Remember how Twitter expanded the 140-character limit for a select group of users earlier this September? Well, now it seems like the company is finally convinced that increasing the character limit will be beneficial for the majority of its 319 million strong user base.
The microblogging platform on Tuesday announced that it is increasing the maximum character allowed per tweet to 280 for all users.
However, the new character count won’t be applicable to Chinese, Japanese, and Korean language tweets. The company explained that these languages can convey up to twice as much information in less space compared to English and the majority of other languages.

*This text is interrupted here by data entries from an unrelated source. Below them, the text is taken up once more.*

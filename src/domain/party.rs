use crate::domain::money::Amount;
use serde::{Deserialize, Serialize};

/// A marketplace user as known to the directory (owned by another subsystem).
#[derive(Debug, Clone, PartialEq, Eq, Serialize, Deserialize)]
#[serde(rename_all = "camelCase")]
pub struct UserProfile {
    #[serde(rename = "_id")]
    pub id: String,
    pub name: String,
    pub email: String,
    /// Connected payout account; `None` until the expert finishes onboarding.
    #[serde(default)]
    pub stripe_account_id: Option<String>,
}

/// An expert's listing. The price here is the trusted source for every charge.
#[derive(Debug, Clone, PartialEq, Eq, Serialize, Deserialize)]
#[serde(rename_all = "camelCase")]
pub struct ExpertisePost {
    #[serde(rename = "_id")]
    pub id: String,
    pub title: String,
    pub price_per_submission: Amount,
    /// Owning expert's user id.
    pub user: String,
}

/// The subset of a user a booking keeps: id, display name, contact email.
#[derive(Debug, Clone, PartialEq, Eq, Serialize, Deserialize)]
#[serde(rename_all = "camelCase")]
pub struct PartyRef {
    #[serde(rename = "_id")]
    pub id: String,
    pub name: String,
    pub email: String,
}

impl From<&UserProfile> for PartyRef {
    fn from(user: &UserProfile) -> Self {
        Self {
            id: user.id.clone(),
            name: user.name.clone(),
            email: user.email.clone(),
        }
    }
}

#[derive(Debug, Clone, PartialEq, Eq, Serialize, Deserialize)]
#[serde(rename_all = "camelCase")]
pub struct PostRef {
    #[serde(rename = "_id")]
    pub id: String,
    pub title: String,
}

impl From<&ExpertisePost> for PostRef {
    fn from(post: &ExpertisePost) -> Self {
        Self {
            id: post.id.clone(),
            title: post.title.clone(),
        }
    }
}
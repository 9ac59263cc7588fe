//! crates/chat_auth_core/src/domain.rs
//!
//! Defines the pure, core data structures for identity and session state.
//! These structs are independent of any database or serialization format.

use chrono::{DateTime, Utc};
use uuid::Uuid;

/// The canonical identity record produced by the Claim Validator from a raw
/// provider claim set. Everything downstream (user upsert, session creation)
/// works from this, never from the raw claims.
#[derive(Debug, Clone, PartialEq, Eq)]
pub struct UserIdentity {
    /// Provider-issued stable subject identifier. Unique per person,
    /// independent of username/email.
    pub subject: String,
    pub username: Option<String>,
    /// Resolved display name. Guaranteed non-empty by the validator.
    pub name: String,
    pub email: Option<String>,
    pub avatar_url: Option<String>,
    pub roles: Vec<String>,
    pub groups: Vec<String>,
    pub is_admin: bool,
    pub is_early_access: bool,
}

/// A persistent user account, created on first login for a subject id.
#[derive(Debug, Clone)]
pub struct User {
    pub id: Uuid,
    /// Immutable once set; identifies returning users.
    pub subject: String,
    pub username: Option<String>,
    pub name: String,
    pub email: Option<String>,
    pub avatar_url: Option<String>,
    pub is_admin: bool,
    pub is_early_access: bool,
    pub created_at: DateTime<Utc>,
    pub updated_at: DateTime<Utc>,
}

/// The mutable profile fields refreshed from the provider on every login.
/// Subject id, email and created_at are deliberately not here.
#[derive(Debug, Clone)]
pub struct UserProfileUpdate {
    pub username: Option<String>,
    pub name: String,
    pub avatar_url: Option<String>,
    pub is_admin: bool,
    pub is_early_access: bool,
}

/// Owner of a session-scoped record: exactly one of an authenticated user or
/// a pre-login anonymous session. Modeled as an enum so "exactly one owner"
/// holds structurally instead of via two nullable fields.
#[derive(Debug, Clone, Copy, PartialEq, Eq)]
pub enum Owner {
    User(Uuid),
    AnonymousSession(Uuid),
}

impl Owner {
    pub fn user_id(&self) -> Option<Uuid> {
        match self {
            Owner::User(id) => Some(*id),
            Owner::AnonymousSession(_) => None,
        }
    }
}

/// Optional client metadata captured at login time.
#[derive(Debug, Clone, Default)]
pub struct ClientMeta {
    pub user_agent: Option<String>,
    pub ip: Option<String>,
}

/// A persistent browser session. The client holds the random secret in a
/// cookie; only its hash is stored here.
#[derive(Debug, Clone)]
pub struct Session {
    pub id: Uuid,
    /// SHA-256 hex digest of the session secret. Globally unique among
    /// non-expired sessions.
    pub token_hash: String,
    pub owner: Owner,
    pub created_at: DateTime<Utc>,
    pub updated_at: DateTime<Utc>,
    pub expires_at: DateTime<Utc>,
    pub user_agent: Option<String>,
    pub ip: Option<String>,
    /// Provider id-token, kept so logout can pass it as an end-session hint.
    pub id_token: Option<String>,
    pub access_token: Option<String>,
}

/// A session row as handed to the store for insertion; the store assigns the id.
#[derive(Debug, Clone)]
pub struct NewSession {
    pub token_hash: String,
    pub owner: Owner,
    pub created_at: DateTime<Utc>,
    pub updated_at: DateTime<Utc>,
    pub expires_at: DateTime<Utc>,
    pub user_agent: Option<String>,
    pub ip: Option<String>,
    pub id_token: Option<String>,
    pub access_token: Option<String>,
}

/// Per-owner preferences. Created with defaults on first login when no
/// anonymous-session record exists to migrate.
#[derive(Debug, Clone)]
pub struct Settings {
    pub owner: Owner,
    pub share_conversations_with_model_authors: bool,
    pub active_model: Option<String>,
    pub custom_prompts: serde_json::Value,
    pub ethics_modal_accepted_at: Option<DateTime<Utc>>,
    pub created_at: DateTime<Utc>,
    pub updated_at: DateTime<Utc>,
}

impl Settings {
    /// Default settings for a freshly created user, with the ethics modal
    /// considered accepted at login time.
    pub fn default_for_user(user_id: Uuid, now: DateTime<Utc>) -> Self {
        Self {
            owner: Owner::User(user_id),
            share_conversations_with_model_authors: true,
            active_model: None,
            custom_prompts: serde_json::json!({}),
            ethics_modal_accepted_at: Some(now),
            created_at: now,
            updated_at: now,
        }
    }
}

/// A conversation record. Touched by this core only for login-time ownership
/// migration; its content lives elsewhere.
#[derive(Debug, Clone)]
pub struct Conversation {
    pub id: Uuid,
    pub owner: Owner,
    pub title: String,
    pub created_at: DateTime<Utc>,
    pub updated_at: DateTime<Utc>,
}
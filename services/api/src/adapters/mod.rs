pub mod db;
pub mod oidc;

pub use db::DbAdapter;
pub use oidc::OidcAdapter;
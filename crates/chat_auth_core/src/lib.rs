pub mod claims;
pub mod domain;
pub mod error;
pub mod ports;
pub mod reconcile;

pub use claims::{validate_claims, ClaimConfig};
pub use domain::{
    ClientMeta, Conversation, NewSession, Owner, Session, Settings, User, UserIdentity,
    UserProfileUpdate,
};
pub use error::{AuthError, AuthResult};
pub use ports::{DatabaseService, IdentityProviderService, PortError, PortResult, ProviderLogin};
pub use reconcile::{
    generate_session_secret, hash_session_secret, reconcile_login, reconcile_logout,
    LoginOutcome, LogoutOutcome,
};
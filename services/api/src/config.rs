//! services/api/src/config.rs
//!
//! Defines the application's configuration structure and loading logic.
//!
//! All configuration is loaded from environment variables at startup. The `.env`
//! file is used for local development.

use std::net::SocketAddr;

use chat_auth_core::claims::{
    ClaimConfig, ADMIN_ROLE_PLACEHOLDER, EARLY_ACCESS_ROLE_PLACEHOLDER,
};
use tracing::Level;

/// A custom error type for configuration loading failures.
#[derive(Debug, thiserror::Error)]
pub enum ConfigError {
    #[error("Missing the environment variable {0}")]
    MissingVar(String),
    #[error("Invalid value for the environment variable {0}: {1}")]
    InvalidValue(String, String),
}

/// Identity-provider endpoints and credentials. Present only when
/// `OPENID_CLIENT_ID` is set; absent means provider integration is disabled
/// and logout always redirects home.
#[derive(Clone, Debug)]
pub struct OidcSettings {
    pub client_id: String,
    pub client_secret: String,
    pub token_endpoint: String,
    pub userinfo_endpoint: String,
    pub end_session_endpoint: String,
}

/// Holds all configuration loaded from the environment at startup.
#[derive(Clone, Debug)]
pub struct Config {
    pub bind_address: SocketAddr,
    pub database_url: String,
    pub log_level: Level,
    /// Outward-facing origin of the application, e.g. `https://chat.example.com`.
    pub public_origin: String,
    pub cookie_name: String,
    pub allow_insecure_cookies: bool,
    pub claim: ClaimConfig,
    pub oidc: Option<OidcSettings>,
}

impl Config {
    /// Loads configuration from environment variables.
    ///
    /// It will look for a `.env` file in the current directory for development,
    /// but this is skipped in test environments to ensure tests are hermetic.
    pub fn from_env() -> Result<Self, ConfigError> {
        // Only load from .env in non-test mode to avoid contamination.
        if !cfg!(test) {
            dotenvy::dotenv().ok();
        }

        // --- Load Server and Database Settings ---
        let bind_address_str =
            std::env::var("BIND_ADDRESS").unwrap_or_else(|_| "0.0.0.0:3000".to_string());
        let bind_address = bind_address_str
            .parse::<SocketAddr>()
            .map_err(|e| ConfigError::InvalidValue("BIND_ADDRESS".to_string(), e.to_string()))?;

        let database_url = std::env::var("DATABASE_URL")
            .map_err(|_| ConfigError::MissingVar("DATABASE_URL".to_string()))?;

        let log_level_str = std::env::var("RUST_LOG").unwrap_or_else(|_| "INFO".to_string());
        let log_level = log_level_str.parse::<Level>().map_err(|_| {
            ConfigError::InvalidValue(
                "RUST_LOG".to_string(),
                format!("'{}' is not a valid log level", log_level_str),
            )
        })?;

        let public_origin = std::env::var("PUBLIC_ORIGIN")
            .unwrap_or_else(|_| format!("http://{}", bind_address));

        // --- Cookie Policy ---
        let cookie_name =
            std::env::var("COOKIE_NAME").unwrap_or_else(|_| "chat-auth-session".to_string());
        let allow_insecure_cookies = std::env::var("ALLOW_INSECURE_COOKIES")
            .map(|v| v == "true")
            .unwrap_or(false);

        // --- Claim Interpretation ---
        let claim = ClaimConfig {
            name_claim: std::env::var("OPENID_NAME_CLAIM").ok().filter(|v| !v.is_empty()),
            admin_role: std::env::var("KEYCLOAK_ADMIN_ROLE")
                .unwrap_or_else(|_| ADMIN_ROLE_PLACEHOLDER.to_string()),
            early_access_role: std::env::var("KEYCLOAK_EARLY_ACCESS_ROLE")
                .unwrap_or_else(|_| EARLY_ACCESS_ROLE_PLACEHOLDER.to_string()),
        };

        // --- Identity Provider (optional) ---
        let oidc = match std::env::var("OPENID_CLIENT_ID") {
            Ok(client_id) if !client_id.is_empty() => Some(OidcSettings {
                client_id,
                client_secret: require_var("OPENID_CLIENT_SECRET")?,
                token_endpoint: require_var("OPENID_TOKEN_ENDPOINT")?,
                userinfo_endpoint: require_var("OPENID_USERINFO_ENDPOINT")?,
                end_session_endpoint: require_var("OPENID_END_SESSION_ENDPOINT")?,
            }),
            _ => None,
        };

        Ok(Self {
            bind_address,
            database_url,
            log_level,
            public_origin,
            cookie_name,
            allow_insecure_cookies,
            claim,
            oidc,
        })
    }

    /// The login-callback redirect URI registered with the provider.
    pub fn redirect_uri(&self) -> String {
        format!("{}/login/callback", self.public_origin)
    }

    /// Where users land after login or logout.
    pub fn home_url(&self) -> String {
        format!("{}/", self.public_origin)
    }
}

fn require_var(name: &str) -> Result<String, ConfigError> {
    std::env::var(name).map_err(|_| ConfigError::MissingVar(name.to_string()))
}

#[cfg(test)]
mod tests {
    use super::*;
    use std::sync::Mutex;

    // The process environment is shared mutable state; every test takes this
    // lock and starts from a known-clean variable set.
    static ENV_LOCK: Mutex<()> = Mutex::new(());

    const ALL_VARS: &[&str] = &[
        "BIND_ADDRESS",
        "DATABASE_URL",
        "RUST_LOG",
        "PUBLIC_ORIGIN",
        "COOKIE_NAME",
        "ALLOW_INSECURE_COOKIES",
        "OPENID_NAME_CLAIM",
        "KEYCLOAK_ADMIN_ROLE",
        "KEYCLOAK_EARLY_ACCESS_ROLE",
        "OPENID_CLIENT_ID",
        "OPENID_CLIENT_SECRET",
        "OPENID_TOKEN_ENDPOINT",
        "OPENID_USERINFO_ENDPOINT",
        "OPENID_END_SESSION_ENDPOINT",
    ];

    fn with_env(vars: &[(&str, &str)], check: impl FnOnce(Result<Config, ConfigError>)) {
        let _guard = ENV_LOCK.lock().unwrap();
        for name in ALL_VARS {
            std::env::remove_var(name);
        }
        std::env::set_var("DATABASE_URL", "postgres://localhost/chat_auth_test");
        for (name, value) in vars {
            std::env::set_var(name, value);
        }
        check(Config::from_env());
    }

    #[test]
    fn missing_database_url_is_an_error() {
        let _guard = ENV_LOCK.lock().unwrap();
        for name in ALL_VARS {
            std::env::remove_var(name);
        }
        let err = Config::from_env().unwrap_err();
        assert!(matches!(err, ConfigError::MissingVar(v) if v == "DATABASE_URL"));
    }

    #[test]
    fn unset_client_id_disables_the_provider_block() {
        with_env(&[], |result| {
            assert!(result.unwrap().oidc.is_none());
        });
    }

    #[test]
    fn empty_client_id_disables_the_provider_block() {
        with_env(&[("OPENID_CLIENT_ID", "")], |result| {
            assert!(result.unwrap().oidc.is_none());
        });
    }

    #[test]
    fn client_id_requires_the_companion_variables() {
        with_env(
            &[
                ("OPENID_CLIENT_ID", "chat-ui"),
                ("OPENID_CLIENT_SECRET", "s3cret"),
                ("OPENID_TOKEN_ENDPOINT", "https://idp.example/token"),
                ("OPENID_USERINFO_ENDPOINT", "https://idp.example/userinfo"),
            ],
            |result| {
                let err = result.unwrap_err();
                assert!(matches!(
                    err,
                    ConfigError::MissingVar(v) if v == "OPENID_END_SESSION_ENDPOINT"
                ));
            },
        );
    }

    #[test]
    fn complete_provider_block_is_loaded() {
        with_env(
            &[
                ("OPENID_CLIENT_ID", "chat-ui"),
                ("OPENID_CLIENT_SECRET", "s3cret"),
                ("OPENID_TOKEN_ENDPOINT", "https://idp.example/token"),
                ("OPENID_USERINFO_ENDPOINT", "https://idp.example/userinfo"),
                ("OPENID_END_SESSION_ENDPOINT", "https://idp.example/logout"),
            ],
            |result| {
                let oidc = result.unwrap().oidc.expect("provider configured");
                assert_eq!(oidc.client_id, "chat-ui");
                assert_eq!(oidc.end_session_endpoint, "https://idp.example/logout");
            },
        );
    }

    #[test]
    fn insecure_cookies_require_the_literal_true() {
        with_env(&[("ALLOW_INSECURE_COOKIES", "true")], |result| {
            assert!(result.unwrap().allow_insecure_cookies);
        });
        with_env(&[("ALLOW_INSECURE_COOKIES", "1")], |result| {
            assert!(!result.unwrap().allow_insecure_cookies);
        });
        with_env(&[], |result| {
            assert!(!result.unwrap().allow_insecure_cookies);
        });
    }

    #[test]
    fn cookie_name_and_origin_have_defaults() {
        with_env(&[], |result| {
            let config = result.unwrap();
            assert_eq!(config.cookie_name, "chat-auth-session");
            assert_eq!(config.home_url(), "http://0.0.0.0:3000/");
        });
        with_env(
            &[
                ("PUBLIC_ORIGIN", "https://chat.example"),
                ("COOKIE_NAME", "sid"),
            ],
            |result| {
                let config = result.unwrap();
                assert_eq!(config.cookie_name, "sid");
                assert_eq!(config.redirect_uri(), "https://chat.example/login/callback");
            },
        );
    }

    #[test]
    fn empty_name_claim_counts_as_unset() {
        with_env(&[("OPENID_NAME_CLAIM", "")], |result| {
            assert!(result.unwrap().claim.name_claim.is_none());
        });
        with_env(&[("OPENID_NAME_CLAIM", "name")], |result| {
            assert_eq!(result.unwrap().claim.name_claim.as_deref(), Some("name"));
        });
    }
}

“Historically, 9% of Tweets in English hit the character limit. This reflects the challenge of fitting a thought into a Tweet, often resulting in lots of time spent editing and even at times abandoning Tweets before sending,” Aliza Rosen, Product Manager at Twitter, wrote in a company blog post.
“With the expanded character count, this problem was massively reduced – that number dropped to only 1% of Tweets running up against the limit.”
The move is the first of its kind change since Twitter’s launch in 2006 — barring, of course, the earlier tests which were limited to only select users. Note that the 140-character length was not just a random choice.
Twitter’s founders aimed to ensure that each individual tweet can fit in a text message, which can hold a maximum of 160 characters. Therefore, the company chose 140 characters for the tweet and another 20 characters for the username.
Not everybody is pleased with the move, though. The decision has its fair share of critics who believe brevity is one of Twitter’s defining characteristics. Many also fear that the increase of maximum character limit to 280 will make Twitter less readable.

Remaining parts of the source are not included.